Israël n’a présenté aucune preuve au moindre avocat palestinien, chercheur de terrain, lobbyiste et chargé de presse indiquant que le personnel de ces organisations porte des armes ou fabrique des bombes.
Shawan Jabareen, directeur d’al-Haq, l’une des organisations visées, fait remarquer le paradoxe évident : « Gantz affirme que nous sommes une organisation terroriste, alors qu’il est lui-même un criminel de guerre. »
Al-Haq est à l’avant-garde de la communauté des droits de l’homme palestinienne pour fournir des preuves à la Cour pénale internationale (CPI) de La Haye que le commandement militaire et les politiciens israéliens ont commis des crimes de guerre contre les Palestiniens.
Gantz, par exemple, était à la tête de l’armée israélienne en 2014 lorsqu’elle a dévasté des pans entiers de Gaza, tuant au moins 1 450 civils, dont environ 550 enfants. Il s’est plus tard vanté d’avoir « ramené Gaza à l’âge de pierre ».
Discours obscur
En quoi exactement Israël pense-t-il que la plupart des organisations palestiniennes de défense des droits de l’homme sont « terroristes » ?
Jusqu’à présent, les indices suggèrent qu’Israël projette d’élaborer un discours obscur à l’intention des capitales occidentales reposant sur des soi-disant preuves secrètes reliant financièrement ces organisations au Front populaire de libération de la Palestine (FPLP).
Israël a vaguement évoqué des organisations de défense des droits de l’homme « contrôlées par des cadres [du FPLP] » et agissant comme « source centrale » de financement du Front en détournant d’« importantes sommes provenant de pays européens et d’instances internationales ».
Présenter les choses de cette façon permet à Israël d’en retirer deux avantages.

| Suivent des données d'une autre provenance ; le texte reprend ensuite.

use std::fs;
use std::path::Path;

use log::debug;
use vtkio::model::*; // import model definition of a VTK file

use crate::error::WriterError;
use crate::structs_and_impls::*;

/// Writes a frame as a VTK XML unstructured grid (.vtu).
pub struct VtuWriter;

impl VtuWriter {
    pub fn write_vtu<P: AsRef<Path>>(frame: &Frame, output_path: P) -> Result<(), WriterError> {
        let mut vtu = Vec::new();
        Self::build_vtk(frame)?
            .write_xml(&mut vtu)
            .map_err(|e| WriterError::Vtk(format!("{:?}", e)))?;

        fs::write(output_path.as_ref(), &vtu)?;
        debug!("wrote {}", output_path.as_ref().display());
        Ok(())
    }

    /// Quad mesh in the coordinate plane with nodal variables as point data and the
    /// interpolated variables as cell data.
    pub fn build_vtk(frame: &Frame) -> Result<Vtk, WriterError> {
        let coordinate_columns = frame.layout.coordinate_columns;
        if coordinate_columns == 0 || coordinate_columns > 3 {
            return Err(WriterError::ShapeMismatch(format!(
                "cannot place {} coordinate columns in 3D points",
                coordinate_columns
            )));
        }

        // 1. Points: padded with zeros up to three components
        let mut points_data = Vec::with_capacity(frame.num_nodes() * 3);
        for node in 0..frame.num_nodes() {
            for c in 0..3 {
                points_data.push(if c < coordinate_columns { frame.nodal.get(node, c) } else { 0.0 });
            }
        }

        // 2. Connectivity and offsets
        let vertices = frame.connectivity.vertices_per_cell() as u64;
        let connectivity: Vec<u64> = frame.connectivity.indices().iter().map(|&i| i as u64).collect();
        let offsets: Vec<u64> = (1..=frame.num_cells() as u64).map(|cell| cell * vertices).collect();
        let cell_types = vec![frame.layout.topology.eltype_vtk(); frame.num_cells()];

        // 3. Attributes
        let point_attributes = Self::scalar_attributes(&frame.nodal_names, &frame.nodal)?;
        let cell_attributes = Self::scalar_attributes(&frame.interpolated_names, &frame.interpolated)?;

        Ok(Vtk {
            version: Version { major: 1, minor: 0 },
            title: frame.title.clone(),
            byte_order: ByteOrder::LittleEndian,
            file_path: None,
            data: DataSet::inline(UnstructuredGridPiece {
                points: IOBuffer::F64(points_data),
                cells: Cells {
                    cell_verts: VertexNumbers::XML { connectivity, offsets },
                    types: cell_types,
                },
                data: Attributes {
                    point: point_attributes,
                    cell: cell_attributes,
                },
            }),
        })
    }

    fn scalar_attributes(names: &[String], block: &Block) -> Result<Vec<Attribute>, WriterError> {
        if names.len() != block.columns() {
            return Err(WriterError::ShapeMismatch(format!(
                "{} names for {} columns",
                names.len(),
                block.columns()
            )));
        }
        Ok(names
            .iter()
            .enumerate()
            .map(|(j, name)| Attribute::scalars(name.as_str(), 1).with_data(IOBuffer::F64(block.column(j).to_vec())))
            .collect())
    }
}

#[cfg(test)]
mod tests {
    use super::*;
    use crate::parser::tecplot::{TecplotParser, TextCursor};

    const FRAME: &str = "TITLE = \"two cells\"\nVARIABLES = \"z\"\n\"r\"\n\"phi\"\n\"ne\"\n\
ZONE N=6, E=2, VARLOCATION=([4-4]=CELLCENTERED)\n\
0\n1\n2\n0\n1\n2\n\
0\n0\n0\n1\n1\n1\n\
1\n2\n3\n4\n5\n6\n\
10\n20\n\
1 2 5 4\n2 3 6 5\n";

    #[test]
    fn test_vtk_model_shape() {
        let (frame, _) = TecplotParser::parse_frame(TextCursor::new(FRAME), &FrameLayout::default()).unwrap();
        let vtk = VtuWriter::build_vtk(&frame).unwrap();
        match vtk.data {
            DataSet::UnstructuredGrid { pieces, .. } => {
                let Piece::Inline(piece) = &pieces[0] else { panic!("expected inline piece") };
                assert_eq!(piece.points.len(), 18);
                assert_eq!(piece.cells.types, vec![CellType::Quad, CellType::Quad]);
                assert_eq!(piece.data.point.len(), 3);
                assert_eq!(piece.data.cell.len(), 4);
            }
            _ => panic!("expected an unstructured grid"),
        }
    }

    #[test]
    fn test_write_vtu_file() {
        let (frame, _) = TecplotParser::parse_frame(TextCursor::new(FRAME), &FrameLayout::default()).unwrap();
        let dir = tempfile::tempdir().unwrap();
        let path = dir.path().join("output_0000.vtu");
        VtuWriter::write_vtu(&frame, &path).unwrap();
        let text = std::fs::read_to_string(&path).unwrap();
        assert!(text.contains("UnstructuredGrid"));
        assert!(text.contains("phi"));
    }
}
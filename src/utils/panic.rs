use std::panic;
use std::process;

use color_eyre::config::HookBuilder;
use color_eyre::eyre::Result;

use super::paths::{get_data_dir, LOG_FILE};

pub fn initialize_panic_handler() -> Result<()> {
    let log_path = get_data_dir().join(LOG_FILE.as_str());
    let (panic_hook, eyre_hook) = HookBuilder::default()
        .panic_section(format!(
            "This is a bug in {}. Please attach {} when reporting it.",
            env!("CARGO_PKG_NAME"),
            log_path.display()
        ))
        .capture_span_trace_by_default(false)
        .display_location_section(false)
        .display_env_section(false)
        .into_hooks();
    eyre_hook.install()?;

    panic::set_hook(Box::new(move |panic_info| {
        #[cfg(not(debug_assertions))]
        {
            use human_panic::{handle_dump, print_msg, Metadata};
            let meta = Metadata::new(env!("CARGO_PKG_NAME"), env!("CARGO_PKG_VERSION"))
                .authors(env!("CARGO_PKG_AUTHORS").replace(':', ", "));

            let file_path = handle_dump(&meta, panic_info);
            if let Err(e) = print_msg(file_path, &meta) {
                eprintln!("human-panic: printing error message to console failed: {e}");
            }
            eprintln!("{}", panic_hook.panic_report(panic_info));
        }

        let msg = panic_hook.panic_report(panic_info).to_string();
        log::error!("Panic: {}", strip_ansi_escapes::strip_str(msg));

        #[cfg(debug_assertions)]
        better_panic::Settings::auto()
            .most_recent_first(false)
            .lineno_suffix(true)
            .verbosity(better_panic::Verbosity::Full)
            .create_panic_handler()(panic_info);

        process::exit(libc::EXIT_FAILURE);
    }));
    Ok(())
}
//! # Scrollfeed
//!
//! Incremental, cursor-based loading of admin console lists.
//!
//! ## Architecture Overview
//!
//! - **Domain** (`domain`): cursors, scopes, filters and the dedup registry
//! - **Model** (`model`): the list state machine and the scroll trigger
//! - **Infrastructure** (`infrastructure`): REST fetchers, config, CLI and notifiers
//! - **Integration** (`integration`): the [`IncrementalList`] controller driving it all
//!
//! ## Example Usage
//!
//! ```rust
//! use scrollfeed::{
//!     domain::page::PageResult,
//!     infrastructure::fetcher::InMemoryFetcher,
//!     IncrementalList,
//! };
//! use serde_json::json;
//!
//! # #[tokio::main]
//! # async fn main() {
//! let fetcher = InMemoryFetcher::new("history");
//! fetcher.push_page(PageResult::success(
//!     vec![json!({ "id": 1, "timestamp": "2025-01-01T10:00:00Z" })],
//!     true,
//! ));
//!
//! let list = IncrementalList::new(fetcher);
//! list.load_more().await;
//! assert_eq!(list.len(), 1);
//! assert!(!list.has_more());
//! # }
//! ```

pub mod app;
pub mod domain;
pub mod infrastructure;
pub mod integration;
pub mod model;
pub mod presentation;
pub mod utils;

pub use domain::{cursor::CursorCodec, dedup::DedupRegistry, filters::Filters, scope::ScopeKey};
pub use infrastructure::fetcher::{FetchError, PageFetcher};
pub use integration::controller::{IncrementalList, LoadOutcome};

/// Result type used throughout the library
pub type Result<T> = color_eyre::eyre::Result<T>;

/// Version information
pub const VERSION: &str = env!("CARGO_PKG_VERSION");
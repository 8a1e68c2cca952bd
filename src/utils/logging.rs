//! Logging utilities

use std::{env, fs};

use color_eyre::eyre::Result;
use tracing_error::ErrorLayer;
use tracing_subscriber::{
    self, prelude::__tracing_subscriber_SubscriberExt, util::SubscriberInitExt, Layer,
};

use super::paths::{get_data_dir, LOG_ENV, LOG_FILE};

/// Filter used when neither `RUST_LOG` nor the project log variable is set
pub fn default_filter() -> String {
    format!(
        "{}=info,reqwest=warn,hyper=warn,hyper_util=warn",
        env!("CARGO_CRATE_NAME")
    )
}

pub fn initialize_logging() -> Result<()> {
    let directory = get_data_dir();
    fs::create_dir_all(directory.clone())?;
    let log_path = directory.join(LOG_FILE.clone());
    let log_file = fs::File::create(&log_path)?;
    env::set_var(
        "RUST_LOG",
        env::var("RUST_LOG")
            .or_else(|_| env::var(LOG_ENV.clone()))
            .unwrap_or_else(|_| default_filter()),
    );
    let file_subscriber = tracing_subscriber::fmt::layer()
        .with_file(true)
        .with_line_number(true)
        .with_writer(log_file)
        .with_target(false)
        .with_ansi(false)
        .with_filter(tracing_subscriber::filter::EnvFilter::from_default_env());
    tracing_subscriber::registry()
        .with(file_subscriber)
        .with(ErrorLayer::default())
        .init();
    Ok(())
}
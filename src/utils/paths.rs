//! Data and config directory resolution

use std::env;
use std::path::PathBuf;

use directories::ProjectDirs;
use lazy_static::lazy_static;

lazy_static! {
    pub static ref PROJECT_NAME: String = env!("CARGO_CRATE_NAME").to_uppercase();
    pub static ref DATA_FOLDER: Option<PathBuf> = env::var(format!("{}_DATA", PROJECT_NAME.clone()))
        .ok()
        .map(PathBuf::from);
    pub static ref CONFIG_FOLDER: Option<PathBuf> =
        env::var(format!("{}_CONFIG", PROJECT_NAME.clone()))
            .ok()
            .map(PathBuf::from);
    pub static ref LOG_ENV: String = format!("{}_LOGLEVEL", PROJECT_NAME.clone());
    pub static ref LOG_FILE: String = format!("{}.log", env!("CARGO_PKG_NAME"));
}

fn project_directory() -> Option<ProjectDirs> {
    ProjectDirs::from("com", "scrollfeed", env!("CARGO_PKG_NAME"))
}

pub fn get_data_dir() -> PathBuf {
    if let Some(s) = DATA_FOLDER.clone() {
        s
    } else if let Some(proj_dirs) = project_directory() {
        proj_dirs.data_local_dir().to_path_buf()
    } else {
        PathBuf::from(".").join(".data")
    }
}

pub fn get_config_dir() -> PathBuf {
    if let Some(s) = CONFIG_FOLDER.clone() {
        s
    } else if let Some(proj_dirs) = project_directory() {
        proj_dirs.config_local_dir().to_path_buf()
    } else {
        PathBuf::from(".").join(".config")
    }
}

pub fn version() -> String {
    let author = clap::crate_authors!();

    let commit_hash = option_env!("_GIT_INFO")
        .filter(|info| !info.is_empty())
        .unwrap_or(env!("CARGO_PKG_VERSION"));

    let config_dir_path = get_config_dir().display().to_string();
    let data_dir_path = get_data_dir().display().to_string();

    format!(
        "\
{commit_hash}

Authors: {author}

Config directory: {config_dir_path}
Data directory: {data_dir_path}"
    )
}
//! Backend list resources and their endpoints

use clap::ValueEnum;
use strum::{Display, EnumIter};

use crate::domain::{filters::FetchMode, scope::ScopeKey};

/// The kinds of list the console pages through
#[derive(Debug, Clone, Copy, PartialEq, Eq, Hash, Display, EnumIter, ValueEnum)]
#[strum(serialize_all = "kebab-case")]
pub enum ResourceKind {
    DictionaryCategories,
    FaqCategories,
    DocumentCategories,
    CategoryFiles,
    History,
}

/// A concrete list resource
#[derive(Debug, Clone, PartialEq, Eq, Hash)]
pub enum Resource {
    DictionaryCategories,
    FaqCategories,
    DocumentCategories,
    CategoryFiles { category_id: String },
    History,
}

/// Where a resource's pages come from
#[derive(Debug, Clone, PartialEq, Eq)]
pub struct Endpoint {
    pub path: String,
    /// Name of the array inside the envelope's `result`
    pub list_field: &'static str,
}

impl Resource {
    /// Build a resource from its kind
    ///
    /// Returns `None` for `CategoryFiles` without a category.
    pub fn from_kind(kind: ResourceKind, category_id: Option<&str>) -> Option<Self> {
        let resource = match kind {
            ResourceKind::DictionaryCategories => Resource::DictionaryCategories,
            ResourceKind::FaqCategories => Resource::FaqCategories,
            ResourceKind::DocumentCategories => Resource::DocumentCategories,
            ResourceKind::CategoryFiles => Resource::CategoryFiles {
                category_id: category_id
                    .map(str::trim)
                    .filter(|id| !id.is_empty())?
                    .to_string(),
            },
            ResourceKind::History => Resource::History,
        };
        Some(resource)
    }

    pub fn kind(&self) -> ResourceKind {
        match self {
            Resource::DictionaryCategories => ResourceKind::DictionaryCategories,
            Resource::FaqCategories => ResourceKind::FaqCategories,
            Resource::DocumentCategories => ResourceKind::DocumentCategories,
            Resource::CategoryFiles { .. } => ResourceKind::CategoryFiles,
            Resource::History => ResourceKind::History,
        }
    }

    /// Name used for logging and as the default scope
    pub fn name(&self) -> String {
        self.kind().to_string()
    }

    fn base_path(&self) -> String {
        match self {
            Resource::DictionaryCategories => String::from("/api/dictionary/categories"),
            Resource::FaqCategories => String::from("/api/faq/categories"),
            Resource::DocumentCategories => String::from("/api/documents/categories"),
            Resource::CategoryFiles { category_id } => {
                format!("/api/documents/categories/{category_id}/files")
            }
            Resource::History => String::from("/api/history"),
        }
    }

    pub fn list_field(&self) -> &'static str {
        match self {
            Resource::DictionaryCategories
            | Resource::FaqCategories
            | Resource::DocumentCategories => "categoryList",
            Resource::CategoryFiles { .. } => "fileList",
            Resource::History => "historyList",
        }
    }

    pub fn endpoint(&self, mode: FetchMode) -> Endpoint {
        let base = self.base_path();
        let path = match mode {
            FetchMode::List => base,
            FetchMode::Search => format!("{base}/search"),
        };
        Endpoint {
            path,
            list_field: self.list_field(),
        }
    }

    /// Scope for results of this resource filtered by `keyword`
    ///
    /// Category files are owned by their category.
    pub fn scope(&self, keyword: Option<&str>) -> ScopeKey {
        match (self, keyword) {
            (Resource::CategoryFiles { category_id }, keyword) => {
                ScopeKey::category(category_id, keyword)
            }
            (_, Some(keyword)) => ScopeKey::category(&self.name(), Some(keyword)),
            (_, None) => ScopeKey::resource(self.name()),
        }
    }
}
//! REST page fetcher
//!
//! Talks to the console backend, whose list endpoints answer with an envelope of the form
//! `{ code, message, result: { <listField>: [...], pagination: { last }, nextCursor? } }`.

use std::marker::PhantomData;
use std::time::Duration;

use async_trait::async_trait;
use reqwest::Client;
use secrecy::{ExposeSecret, SecretString};
use serde::{de::DeserializeOwned, Deserialize};
use serde_json::Value;

use super::{
    fetcher::{FetchError, PageFetcher},
    resource::Resource,
};
use crate::domain::{
    cursor::Cursor,
    filters::{FetchMode, Filters},
    page::{PageResult, SUCCESS_CODE},
    scope::ScopeKey,
};

/// Response envelope shared by every endpoint
#[derive(Debug, Deserialize)]
pub struct Envelope {
    pub code: String,
    #[serde(default)]
    pub message: String,
    #[serde(default)]
    pub result: Option<Value>,
}

/// Shared HTTP client for the console backend
#[derive(Clone)]
pub struct ApiClient {
    http: Client,
    base_url: String,
    token: Option<SecretString>,
}

impl ApiClient {
    pub fn new(base_url: impl Into<String>, token: Option<SecretString>) -> Self {
        Self::with_http(Client::new(), base_url, token)
    }

    /// Build a client whose requests give up after `timeout`
    pub fn with_timeout(
        base_url: impl Into<String>,
        token: Option<SecretString>,
        timeout: Duration,
    ) -> Result<Self, FetchError> {
        let http = Client::builder().timeout(timeout).build()?;
        Ok(Self::with_http(http, base_url, token))
    }

    pub fn with_http(http: Client, base_url: impl Into<String>, token: Option<SecretString>) -> Self {
        let base_url = base_url.into().trim_end_matches('/').to_string();
        Self {
            http,
            base_url,
            token,
        }
    }

    pub fn base_url(&self) -> &str {
        &self.base_url
    }

    /// GET `path` with `query` and decode the envelope
    pub async fn get_envelope(
        &self,
        path: &str,
        query: &[(&str, String)],
    ) -> Result<Envelope, FetchError> {
        let url = format!("{}{path}", self.base_url);
        let mut request = self.http.get(url).query(query);
        if let Some(token) = &self.token {
            request = request.bearer_auth(token.expose_secret());
        }

        let res = request.send().await?;
        if res.status().is_success() {
            let bytes = res.bytes().await?;
            Ok(serde_json::from_slice(&bytes)?)
        } else {
            let status = res.status();
            let body = res.text().await.unwrap_or_default();
            Err(FetchError::UnexpectedStatus { status, body })
        }
    }
}

/// Fetches pages of one [`Resource`]
pub struct RestFetcher<T> {
    client: ApiClient,
    resource: Resource,
    name: String,
    _marker: PhantomData<fn() -> T>,
}

impl<T> RestFetcher<T> {
    pub fn new(client: ApiClient, resource: Resource) -> Self {
        let name = resource.name();
        Self {
            client,
            resource,
            name,
            _marker: PhantomData,
        }
    }

    pub fn resource(&self) -> &Resource {
        &self.resource
    }
}

/// Build the query string for one page request
///
/// Filters are only forwarded in search mode.
pub fn page_query(cursor: Option<&Cursor>, filters: &Filters) -> Vec<(&'static str, String)> {
    let mut query = match filters.mode() {
        FetchMode::List => Vec::new(),
        FetchMode::Search => filters.query_pairs(),
    };
    if let Some(cursor) = cursor {
        query.push(("cursor", cursor.to_string()));
    }
    query
}

/// Normalize an envelope into a page
///
/// A non-success code yields an exhausted page rather than an error. A missing
/// `pagination.last` flag is read as "last page".
pub fn decode_page<T: DeserializeOwned>(
    envelope: Envelope,
    list_field: &str,
) -> Result<PageResult<T>, FetchError> {
    if envelope.code != SUCCESS_CODE {
        log::warn!(
            "Backend answered {}: {}",
            envelope.code,
            envelope.message
        );
        return Ok(PageResult::envelope_failure(envelope.code));
    }

    let mut result = envelope.result.unwrap_or(Value::Null);
    let items = match result.get_mut(list_field).map(Value::take) {
        Some(Value::Null) => Vec::new(),
        Some(list) => serde_json::from_value(list)?,
        None => {
            return Err(FetchError::MissingListField {
                field: list_field.to_string(),
            })
        }
    };
    let is_last_page = result
        .pointer("/pagination/last")
        .and_then(Value::as_bool)
        .unwrap_or(true);
    let next_cursor = result
        .get("nextCursor")
        .and_then(Value::as_str)
        .filter(|cursor| !cursor.is_empty())
        .map(Cursor::new);

    Ok(PageResult {
        code: envelope.code,
        items,
        is_last_page,
        next_cursor,
    })
}

#[async_trait]
impl<T> PageFetcher<T> for RestFetcher<T>
where
    T: DeserializeOwned + Send + 'static,
{
    fn resource_name(&self) -> &str {
        &self.name
    }

    fn scope_for(&self, filters: &Filters) -> ScopeKey {
        self.resource.scope(filters.keyword())
    }

    async fn fetch(
        &self,
        cursor: Option<&Cursor>,
        filters: &Filters,
    ) -> Result<PageResult<T>, FetchError> {
        let endpoint = self.resource.endpoint(filters.mode());
        let query = page_query(cursor, filters);
        tracing::debug!(
            resource = %self.name,
            path = %endpoint.path,
            cursor = ?cursor.map(Cursor::as_str),
            "Fetching page"
        );

        let envelope = self.client.get_envelope(&endpoint.path, &query).await?;
        decode_page(envelope, endpoint.list_field)
    }
}

#[cfg(test)]
mod tests {
    use pretty_assertions::assert_eq;
    use serde_json::json;

    use super::*;

    fn envelope(value: Value) -> Envelope {
        serde_json::from_value(value).expect("envelope")
    }

    #[test]
    fn test_decode_success_page() {
        let page: PageResult<Value> = decode_page(
            envelope(json!({
                "code": "COMMON200",
                "message": "OK",
                "result": {
                    "categoryList": [{ "id": 1 }, { "id": 2 }],
                    "pagination": { "last": false },
                    "nextCursor": "2025-01-01T19:00:00",
                }
            })),
            "categoryList",
        )
        .expect("page");

        assert!(page.is_success());
        assert_eq!(page.items, vec![json!({ "id": 1 }), json!({ "id": 2 })]);
        assert!(!page.is_last_page);
        assert_eq!(page.next_cursor, Some(Cursor::new("2025-01-01T19:00:00")));
    }

    #[test]
    fn test_decode_failure_code_is_exhausted() {
        let page: PageResult<Value> = decode_page(
            envelope(json!({ "code": "COMMON500", "message": "boom", "result": null })),
            "categoryList",
        )
        .expect("page");

        assert!(!page.is_success());
        assert!(page.is_last_page);
        assert!(page.items.is_empty());
        assert_eq!(page.code, "COMMON500");
    }

    #[test]
    fn test_decode_missing_pagination_is_last() {
        let page: PageResult<Value> = decode_page(
            envelope(json!({ "code": "COMMON200", "result": { "fileList": null } })),
            "fileList",
        )
        .expect("page");
        assert!(page.items.is_empty());
        assert!(page.is_last_page);
        assert_eq!(page.next_cursor, None);
    }

    #[test]
    fn test_decode_missing_list_field() {
        let result: Result<PageResult<Value>, _> = decode_page(
            envelope(json!({ "code": "COMMON200", "result": { "historyList": [] } })),
            "fileList",
        );
        assert!(matches!(
            result,
            Err(FetchError::MissingListField { ref field }) if field == "fileList"
        ));
    }

    #[test]
    fn test_decode_bad_items() {
        let result: Result<PageResult<u32>, _> = decode_page(
            envelope(json!({ "code": "COMMON200", "result": { "fileList": ["x"] } })),
            "fileList",
        );
        assert!(matches!(result, Err(FetchError::Decode(_))));
    }

    #[test]
    fn test_page_query_modes() {
        let cursor = Cursor::new("2025-01-01T19:00:00");

        assert!(page_query(None, &Filters::new()).is_empty());
        assert_eq!(
            page_query(Some(&cursor), &Filters::new()),
            vec![("cursor", String::from("2025-01-01T19:00:00"))]
        );
        assert_eq!(
            page_query(Some(&cursor), &Filters::new().with_keyword("urgent")),
            vec![
                ("keyword", String::from("urgent")),
                ("cursor", String::from("2025-01-01T19:00:00")),
            ]
        );
    }

    #[test]
    fn test_client_trims_base_url() {
        let client = ApiClient::new("http://localhost:8080/", None);
        assert_eq!(client.base_url(), "http://localhost:8080");
    }
}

Tout d’abord, il sera très certainement impossible aux organisations de réfuter ces renseignements – étant donné leur nature secrète. Les Américains et Européens devront croire Israël sur parole.
On a déjà vu ça à maintes reprises. Israël lance des allégations extravagantes à propos de liens avec des organisations terroristes que personne n’est en position de vérifier. Si une enquête finit par avoir lieu, au moment où la vérité émergera, tout le monde sera passé à autre chose et cette fausse impression est rarement rectifiée.
C’est ce qui s’est passé lorsqu’Israël a bombardé une tour à Gaza en mai qui abritait le siège de nombreux organes de presse. Israël a affirmé qu’elle abritait également des militants palestiniens, sans apporter la moindre preuve pour étayer cette allégation improbable.
Ce fut également l’approche adoptée par Israël quand des soldats ont abattu Ahmad Erekat dans sa voiture à un check-point en Cisjordanie en juin 2020 alors qu’il faisait des courses pour le mariage de sa sœur. Israël a déclaré qu’il s’agissait d’une attaque terroriste à la voiture-bélier. Une reconstitution réalisée par des spécialistes indiquait cependant un problème de freins sur la voiture d’Erekat.
L’affaire Mohamed Halabi est encore plus pertinente. Travailleur humanitaire à Gaza, il a passé cinq ans dans une prison israélienne sans procès, accusé d’avoir détourné d’énormes sommes d’aide internationale au profit du Hamas. Les allégations d’Israël contre Halabi se sont révélées si minces que même les médias occidentaux ont commencé à en douter.
Brouiller les différences
Deuxièmement, Israël espère que le cœur de ses allégations sera accepté sans recul critique : que tout lien d’une personne quelconque au sein de ces organisations avec le FPLP peut être présenté comme la preuve irréfutable des liens de l’organisation elle-même avec le terrorisme. Il ne fait aucun doute que certains membres du personnel de ces associations de défense des droits de l’homme auront des liens idéologiques avec le FPLP – et à raison.
La plupart des dirigeants politiques palestiniens ont soit été cooptés par Israël, comme le Fatah, investi d’une coopération « sacrée » en matière de sécurité avec les forces d’occupation israéliennes, soit, comme le Hamas ou le Jihad islamique, donné la priorité à une lutte qui, en raison de son caractère islamiste, ne représente pas un large pan de la population palestinienne.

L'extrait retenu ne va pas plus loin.